WORK INSTRUCTIONS. Which lines in the data contain the word "serde"? Please copy each of them.

Stored data entries:
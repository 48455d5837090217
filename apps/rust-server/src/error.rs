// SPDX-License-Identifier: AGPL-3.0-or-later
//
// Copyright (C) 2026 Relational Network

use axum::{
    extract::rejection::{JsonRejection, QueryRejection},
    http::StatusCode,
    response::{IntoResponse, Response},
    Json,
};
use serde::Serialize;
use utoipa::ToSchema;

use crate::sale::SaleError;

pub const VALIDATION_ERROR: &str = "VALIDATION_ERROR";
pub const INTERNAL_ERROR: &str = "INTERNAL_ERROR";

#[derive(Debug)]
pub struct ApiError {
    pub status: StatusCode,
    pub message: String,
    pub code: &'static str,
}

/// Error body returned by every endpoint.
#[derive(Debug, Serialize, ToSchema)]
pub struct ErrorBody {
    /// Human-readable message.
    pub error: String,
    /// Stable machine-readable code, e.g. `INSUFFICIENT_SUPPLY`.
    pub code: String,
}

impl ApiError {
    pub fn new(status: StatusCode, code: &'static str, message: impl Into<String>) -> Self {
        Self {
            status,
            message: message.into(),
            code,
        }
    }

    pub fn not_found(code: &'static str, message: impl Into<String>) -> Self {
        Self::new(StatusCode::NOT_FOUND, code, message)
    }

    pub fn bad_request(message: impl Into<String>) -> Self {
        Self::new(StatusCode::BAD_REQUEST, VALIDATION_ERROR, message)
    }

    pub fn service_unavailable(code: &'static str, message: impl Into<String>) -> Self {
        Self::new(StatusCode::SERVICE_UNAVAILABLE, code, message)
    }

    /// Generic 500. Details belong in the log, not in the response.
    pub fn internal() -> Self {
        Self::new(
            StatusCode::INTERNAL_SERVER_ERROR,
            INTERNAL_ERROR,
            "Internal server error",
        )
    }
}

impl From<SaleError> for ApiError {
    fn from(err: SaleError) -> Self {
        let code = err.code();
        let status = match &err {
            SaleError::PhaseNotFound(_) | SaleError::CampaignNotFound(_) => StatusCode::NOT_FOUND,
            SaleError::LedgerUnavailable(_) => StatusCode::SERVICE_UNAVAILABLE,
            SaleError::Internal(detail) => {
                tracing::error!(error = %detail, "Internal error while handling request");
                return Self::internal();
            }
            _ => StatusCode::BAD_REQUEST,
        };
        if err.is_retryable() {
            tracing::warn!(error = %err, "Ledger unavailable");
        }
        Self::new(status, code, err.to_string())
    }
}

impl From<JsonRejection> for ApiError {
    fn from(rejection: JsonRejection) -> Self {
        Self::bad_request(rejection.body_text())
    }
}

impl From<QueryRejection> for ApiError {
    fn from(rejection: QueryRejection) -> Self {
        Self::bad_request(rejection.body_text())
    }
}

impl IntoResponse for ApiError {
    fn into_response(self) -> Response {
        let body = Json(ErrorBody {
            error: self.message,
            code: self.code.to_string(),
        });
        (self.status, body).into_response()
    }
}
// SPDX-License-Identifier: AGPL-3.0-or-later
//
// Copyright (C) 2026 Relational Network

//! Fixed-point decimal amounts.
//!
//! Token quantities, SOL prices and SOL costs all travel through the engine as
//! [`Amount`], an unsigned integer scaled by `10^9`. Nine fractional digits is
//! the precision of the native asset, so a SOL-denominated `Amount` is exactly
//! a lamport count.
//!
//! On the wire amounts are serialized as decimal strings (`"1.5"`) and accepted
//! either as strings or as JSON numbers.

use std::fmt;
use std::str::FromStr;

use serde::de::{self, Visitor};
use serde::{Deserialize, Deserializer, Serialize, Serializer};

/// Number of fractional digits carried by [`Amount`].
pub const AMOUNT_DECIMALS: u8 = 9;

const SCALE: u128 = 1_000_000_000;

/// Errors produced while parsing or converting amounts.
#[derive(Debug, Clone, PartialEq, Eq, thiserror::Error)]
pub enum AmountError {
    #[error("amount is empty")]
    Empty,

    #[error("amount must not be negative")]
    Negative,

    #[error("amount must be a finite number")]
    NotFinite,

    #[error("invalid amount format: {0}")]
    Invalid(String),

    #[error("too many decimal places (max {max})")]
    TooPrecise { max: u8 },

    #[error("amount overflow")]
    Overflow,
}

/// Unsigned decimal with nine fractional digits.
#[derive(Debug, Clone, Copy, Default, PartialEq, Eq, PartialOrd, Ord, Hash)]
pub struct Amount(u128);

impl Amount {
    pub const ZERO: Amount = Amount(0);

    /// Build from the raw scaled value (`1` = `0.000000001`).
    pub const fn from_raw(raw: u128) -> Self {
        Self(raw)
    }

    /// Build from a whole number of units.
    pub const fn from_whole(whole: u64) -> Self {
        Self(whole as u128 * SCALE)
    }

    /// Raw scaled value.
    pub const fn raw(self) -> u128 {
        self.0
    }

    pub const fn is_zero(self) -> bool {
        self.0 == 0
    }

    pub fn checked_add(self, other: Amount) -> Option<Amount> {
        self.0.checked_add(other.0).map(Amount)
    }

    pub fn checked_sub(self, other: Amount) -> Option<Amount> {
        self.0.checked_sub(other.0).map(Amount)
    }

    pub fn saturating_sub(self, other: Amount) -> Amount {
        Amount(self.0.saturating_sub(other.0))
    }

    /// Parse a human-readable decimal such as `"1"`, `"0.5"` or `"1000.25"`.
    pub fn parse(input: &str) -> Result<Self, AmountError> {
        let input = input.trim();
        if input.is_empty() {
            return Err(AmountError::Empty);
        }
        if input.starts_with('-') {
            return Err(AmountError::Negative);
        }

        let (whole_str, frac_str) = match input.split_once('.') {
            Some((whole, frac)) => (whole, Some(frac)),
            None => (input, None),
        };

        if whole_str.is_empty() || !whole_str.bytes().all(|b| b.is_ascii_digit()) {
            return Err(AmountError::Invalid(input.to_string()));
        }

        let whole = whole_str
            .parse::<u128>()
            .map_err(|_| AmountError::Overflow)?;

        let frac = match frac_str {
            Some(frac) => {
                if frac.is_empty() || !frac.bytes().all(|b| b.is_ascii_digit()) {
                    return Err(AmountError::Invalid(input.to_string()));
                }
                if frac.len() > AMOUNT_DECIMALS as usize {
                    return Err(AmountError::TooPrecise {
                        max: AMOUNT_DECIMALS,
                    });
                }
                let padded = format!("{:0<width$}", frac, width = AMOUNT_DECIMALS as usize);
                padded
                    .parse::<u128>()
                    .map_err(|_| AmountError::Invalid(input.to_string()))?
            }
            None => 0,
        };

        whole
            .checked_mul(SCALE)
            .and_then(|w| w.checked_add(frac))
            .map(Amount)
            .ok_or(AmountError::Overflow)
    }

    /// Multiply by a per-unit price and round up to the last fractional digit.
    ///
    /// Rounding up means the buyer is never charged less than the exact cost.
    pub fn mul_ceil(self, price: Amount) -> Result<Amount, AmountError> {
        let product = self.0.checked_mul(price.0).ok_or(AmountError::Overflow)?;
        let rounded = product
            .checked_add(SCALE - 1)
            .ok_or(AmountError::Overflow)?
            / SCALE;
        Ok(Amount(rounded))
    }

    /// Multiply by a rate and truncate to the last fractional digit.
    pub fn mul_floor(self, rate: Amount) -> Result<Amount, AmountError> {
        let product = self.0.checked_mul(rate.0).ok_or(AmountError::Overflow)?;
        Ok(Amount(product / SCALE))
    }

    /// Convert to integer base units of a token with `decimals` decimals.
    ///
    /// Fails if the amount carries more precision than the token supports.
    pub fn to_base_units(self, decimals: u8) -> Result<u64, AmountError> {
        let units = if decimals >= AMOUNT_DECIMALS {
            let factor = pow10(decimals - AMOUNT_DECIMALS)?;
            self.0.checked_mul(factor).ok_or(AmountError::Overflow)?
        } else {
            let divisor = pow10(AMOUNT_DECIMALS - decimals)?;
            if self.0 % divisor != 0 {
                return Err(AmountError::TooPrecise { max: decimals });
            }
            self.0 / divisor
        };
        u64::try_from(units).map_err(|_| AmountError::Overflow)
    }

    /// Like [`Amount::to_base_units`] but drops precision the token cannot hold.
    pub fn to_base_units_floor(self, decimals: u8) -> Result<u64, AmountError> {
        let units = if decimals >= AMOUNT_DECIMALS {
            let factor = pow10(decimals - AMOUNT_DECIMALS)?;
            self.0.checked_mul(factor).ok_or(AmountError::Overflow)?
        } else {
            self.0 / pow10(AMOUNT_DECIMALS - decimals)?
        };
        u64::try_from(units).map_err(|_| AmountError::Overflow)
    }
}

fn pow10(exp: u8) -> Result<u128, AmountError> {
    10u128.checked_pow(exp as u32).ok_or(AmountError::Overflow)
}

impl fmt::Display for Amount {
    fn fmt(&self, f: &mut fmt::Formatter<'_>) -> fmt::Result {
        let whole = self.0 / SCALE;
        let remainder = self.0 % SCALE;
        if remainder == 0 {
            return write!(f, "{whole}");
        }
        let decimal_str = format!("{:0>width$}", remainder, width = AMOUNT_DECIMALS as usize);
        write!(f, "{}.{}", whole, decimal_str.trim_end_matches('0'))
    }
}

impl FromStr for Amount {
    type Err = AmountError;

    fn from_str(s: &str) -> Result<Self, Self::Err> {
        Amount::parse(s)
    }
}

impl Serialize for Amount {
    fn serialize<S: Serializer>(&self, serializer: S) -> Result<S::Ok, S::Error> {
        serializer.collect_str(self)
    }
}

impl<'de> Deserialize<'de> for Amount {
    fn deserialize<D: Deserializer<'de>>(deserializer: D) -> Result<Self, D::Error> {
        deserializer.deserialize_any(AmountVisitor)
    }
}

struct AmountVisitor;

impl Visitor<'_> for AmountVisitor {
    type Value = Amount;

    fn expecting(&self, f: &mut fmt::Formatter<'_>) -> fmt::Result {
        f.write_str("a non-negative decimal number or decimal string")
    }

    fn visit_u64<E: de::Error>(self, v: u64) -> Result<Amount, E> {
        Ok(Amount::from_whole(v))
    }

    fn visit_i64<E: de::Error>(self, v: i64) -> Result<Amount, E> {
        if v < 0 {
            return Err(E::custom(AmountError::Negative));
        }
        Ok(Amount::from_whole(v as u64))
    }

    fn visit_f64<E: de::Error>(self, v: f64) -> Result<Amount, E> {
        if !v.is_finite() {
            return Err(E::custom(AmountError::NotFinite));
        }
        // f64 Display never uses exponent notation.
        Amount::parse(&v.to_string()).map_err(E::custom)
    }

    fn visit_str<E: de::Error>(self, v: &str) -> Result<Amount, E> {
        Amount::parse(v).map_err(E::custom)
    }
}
...
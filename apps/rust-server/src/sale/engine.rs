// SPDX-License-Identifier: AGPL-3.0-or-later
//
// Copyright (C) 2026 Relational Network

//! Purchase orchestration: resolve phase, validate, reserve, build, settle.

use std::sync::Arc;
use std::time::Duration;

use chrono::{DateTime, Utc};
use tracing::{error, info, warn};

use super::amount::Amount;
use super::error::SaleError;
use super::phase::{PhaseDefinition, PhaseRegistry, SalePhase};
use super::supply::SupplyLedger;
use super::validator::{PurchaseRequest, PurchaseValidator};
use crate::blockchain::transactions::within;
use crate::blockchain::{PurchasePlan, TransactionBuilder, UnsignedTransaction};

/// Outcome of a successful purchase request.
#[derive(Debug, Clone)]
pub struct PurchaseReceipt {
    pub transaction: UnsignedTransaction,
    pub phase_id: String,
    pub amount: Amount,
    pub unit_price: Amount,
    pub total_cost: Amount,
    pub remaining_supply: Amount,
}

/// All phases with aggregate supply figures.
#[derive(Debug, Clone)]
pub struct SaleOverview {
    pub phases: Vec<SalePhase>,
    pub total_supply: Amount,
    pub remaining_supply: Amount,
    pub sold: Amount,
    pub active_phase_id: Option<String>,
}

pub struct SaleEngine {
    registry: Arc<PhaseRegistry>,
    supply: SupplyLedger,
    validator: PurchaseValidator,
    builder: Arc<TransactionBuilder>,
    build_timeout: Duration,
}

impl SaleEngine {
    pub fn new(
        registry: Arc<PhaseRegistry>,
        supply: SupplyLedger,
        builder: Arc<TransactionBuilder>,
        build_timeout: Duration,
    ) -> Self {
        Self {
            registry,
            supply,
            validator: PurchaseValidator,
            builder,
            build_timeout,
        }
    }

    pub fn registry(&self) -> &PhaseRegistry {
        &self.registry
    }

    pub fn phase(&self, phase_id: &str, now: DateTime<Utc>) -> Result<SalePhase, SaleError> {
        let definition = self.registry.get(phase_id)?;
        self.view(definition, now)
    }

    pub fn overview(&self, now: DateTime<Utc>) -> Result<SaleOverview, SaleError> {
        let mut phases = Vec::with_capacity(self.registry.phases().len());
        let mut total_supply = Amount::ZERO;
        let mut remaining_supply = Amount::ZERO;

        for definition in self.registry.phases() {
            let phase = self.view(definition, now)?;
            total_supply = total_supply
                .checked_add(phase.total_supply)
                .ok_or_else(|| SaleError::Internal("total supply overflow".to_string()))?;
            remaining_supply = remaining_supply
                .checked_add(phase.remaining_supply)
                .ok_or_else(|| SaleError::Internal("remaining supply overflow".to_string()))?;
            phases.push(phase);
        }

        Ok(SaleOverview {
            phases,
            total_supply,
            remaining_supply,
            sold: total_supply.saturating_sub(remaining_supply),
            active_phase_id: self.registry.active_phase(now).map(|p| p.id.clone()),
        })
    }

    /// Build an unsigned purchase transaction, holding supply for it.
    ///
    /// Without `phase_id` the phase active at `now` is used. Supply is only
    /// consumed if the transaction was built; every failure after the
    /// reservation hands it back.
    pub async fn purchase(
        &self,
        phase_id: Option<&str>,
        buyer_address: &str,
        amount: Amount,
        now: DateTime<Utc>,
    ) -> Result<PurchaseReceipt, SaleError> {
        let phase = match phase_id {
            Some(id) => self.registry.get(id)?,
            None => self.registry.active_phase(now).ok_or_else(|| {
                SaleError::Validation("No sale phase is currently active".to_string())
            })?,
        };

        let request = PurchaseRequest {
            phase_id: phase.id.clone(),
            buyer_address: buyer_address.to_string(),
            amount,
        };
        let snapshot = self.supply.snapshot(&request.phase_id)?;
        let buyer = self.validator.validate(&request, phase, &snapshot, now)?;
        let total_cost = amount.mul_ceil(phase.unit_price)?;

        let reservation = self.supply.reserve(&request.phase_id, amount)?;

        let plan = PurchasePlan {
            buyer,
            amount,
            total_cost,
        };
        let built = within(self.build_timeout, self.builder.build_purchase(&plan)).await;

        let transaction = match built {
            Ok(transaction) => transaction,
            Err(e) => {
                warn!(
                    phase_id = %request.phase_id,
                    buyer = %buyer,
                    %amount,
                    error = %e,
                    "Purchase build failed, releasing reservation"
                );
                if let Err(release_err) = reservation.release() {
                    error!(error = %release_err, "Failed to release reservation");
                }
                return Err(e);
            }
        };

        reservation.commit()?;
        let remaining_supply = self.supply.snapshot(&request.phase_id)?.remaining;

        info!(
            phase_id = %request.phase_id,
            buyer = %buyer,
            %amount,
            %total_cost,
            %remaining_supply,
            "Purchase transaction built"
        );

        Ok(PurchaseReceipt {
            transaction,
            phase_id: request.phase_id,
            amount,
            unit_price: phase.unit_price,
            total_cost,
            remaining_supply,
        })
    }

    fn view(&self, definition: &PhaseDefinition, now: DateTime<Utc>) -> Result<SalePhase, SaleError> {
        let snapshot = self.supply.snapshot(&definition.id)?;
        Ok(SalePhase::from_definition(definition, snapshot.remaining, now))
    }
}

RESULT.
use serde::Serialize;
use serde::de::{self, Visitor};
use serde::{Deserialize, Deserializer, Serialize, Serializer};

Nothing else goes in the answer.